The CBI recommends that the licensing process be different for different types of cryptography service, and for different types of use. Full licensing, as proposed, would be appropriate for those offering cryptography services as a commercial service or business to the general public. However, some form of registration or open licensing arrangement (such as exists now for export of certain goods) would be more appropriate for use within a legitimate business context.

The CBI sees no reason why licences should be renewable. Provided service providers conform to the terms of their licence it should remain in force indefinitely.

Para 65 The Government seeks views on the proposed conditions.

While the set of defined licence conditions may be appropriate for the most stringent commercial cryptographic service provision to the general public, the CBI suggests that a subset of these conditions would be appropriate not just for the licensing of specific services, but also for the licensing of different types of use by legitimate businesses, as discussed earlier. Indeed such costly licence conditions will positively discourage investment in cryptographic service provision (especially by smaller entrepreneurial firms) to the detriment of UK business overall.

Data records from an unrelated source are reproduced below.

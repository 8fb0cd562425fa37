use chrono::{DateTime, Utc};
use serde::{Deserialize, Serialize};

/// Payload of an encrypted download reference (`/download?ref=...`)
#[derive(Debug, Clone, PartialEq, Eq, Serialize, Deserialize)]
pub struct DownloadReference {
    pub stored_as: String,
    pub original: String,
    pub mime_type: String,
    /// Unix timestamp after which the reference is refused
    pub expires: Option<i64>,
    pub form_id: Option<i64>,
    pub submission_id: Option<i64>,
}

impl DownloadReference {
    pub fn is_expired(&self, now: DateTime<Utc>) -> bool {
        self.expires.is_some_and(|ts| now.timestamp() >= ts)
    }
}

#[cfg(test)]
mod tests {
    use super::*;

    fn reference(expires: Option<i64>) -> DownloadReference {
        DownloadReference {
            stored_as: "0123456789abcdef0123456789abcdef_1700000000.php".to_string(),
            original: "cv.pdf".to_string(),
            mime_type: "application/pdf".to_string(),
            expires,
            form_id: Some(2),
            submission_id: None,
        }
    }

    #[test]
    fn test_reference_expiry() {
        let now = Utc::now();
        assert!(!reference(None).is_expired(now));
        assert!(!reference(Some(now.timestamp() + 60)).is_expired(now));
        assert!(reference(Some(now.timestamp())).is_expired(now));
    }
}
//! Role-based authorization guards.
//!
//! Administrative endpoints (settings, cleanup, logs, admin pages) require the
//! `administrator` role. Download authorization is not a guard: it depends on the
//! runtime `allowed_roles` setting and is checked by the download gate itself.

use crate::core::error::AppError;
use crate::features::auth::model::AuthenticatedUser;
use axum::{extract::FromRequestParts, http::request::Parts};

/// Guard for checking if user is an administrator.
///
/// # Example
/// ```ignore
/// pub async fn handler(RequireAdministrator(user): RequireAdministrator) { ... }
/// ```
pub struct RequireAdministrator(pub AuthenticatedUser);

impl<S> FromRequestParts<S> for RequireAdministrator
where
    S: Send + Sync,
{
    type Rejection = AppError;

    async fn from_request_parts(parts: &mut Parts, _state: &S) -> Result<Self, Self::Rejection> {
        let user = parts
            .extensions
            .get::<AuthenticatedUser>()
            .ok_or_else(|| AppError::Unauthorized("User not authenticated".to_string()))?;

        if !user.is_administrator() {
            return Err(AppError::Forbidden(
                "Administrator access required".to_string(),
            ));
        }

        Ok(RequireAdministrator(user.clone()))
    }
}

/// Optional user, for routes that answer anonymous callers themselves (the download gate).
pub struct MaybeUser(pub Option<AuthenticatedUser>);

impl<S> FromRequestParts<S> for MaybeUser
where
    S: Send + Sync,
{
    type Rejection = std::convert::Infallible;

    async fn from_request_parts(parts: &mut Parts, _state: &S) -> Result<Self, Self::Rejection> {
        Ok(MaybeUser(parts.extensions.get::<AuthenticatedUser>().cloned()))
    }
}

Para 70 The Government invites comments on whether specific exemptions for particular organisations offering encryption services may be appropriate, depending on the nature of the services offered.

As discussed in the answer to paragraph 50, the exclusions do not recognise the complex ways in which business is conducted. Statements in paragraphs 66-69 also appear to contradict or ignore statements in paragraph 48 - for example on closed user groups. Finally paragraph 69 effectively admits that any exclusions are, in practice, meaningless. These proposals would also discourage organisations from basing in the UK cryptographic services supporting particular industries - such as the banking industry or the shipping industry - to the detriment of the UK balance of payments.

The CBI would prefer to see the licensing process applied in a way that did not mandate the need for companies to create expensive, multiple independent TTPs within their organisations in order to do business. The proposed exclusions appear not to achieve this.

Para 71 The Government also invites comments on whether it is thought desirable to licence the provision of encryption services to businesses and citizens wholly outside the UK.

If the UK is to become a leading player in the emerging world of electronic commerce, it must encourage investment in businesses offering a range of relevant services to customers world-wide. A distinction needs to be made between services provided in a business context (perhaps within a closed user group), and services offered on a commercial basis to the general public. Any unreasonable restrictions on the former will damage the ability of the UK to exploit this emerging opportunity since trust is established through commercial arrangements between the parties involved and strong licensing conditions would be an additional cost burden. Where services are offered commercially to the public world-wide, strong licensing conditions may be seen as a benefit, and encourage the establishment of such services in the UK, provided the cost of conforming to those licence conditions is not so high as to discourage investment.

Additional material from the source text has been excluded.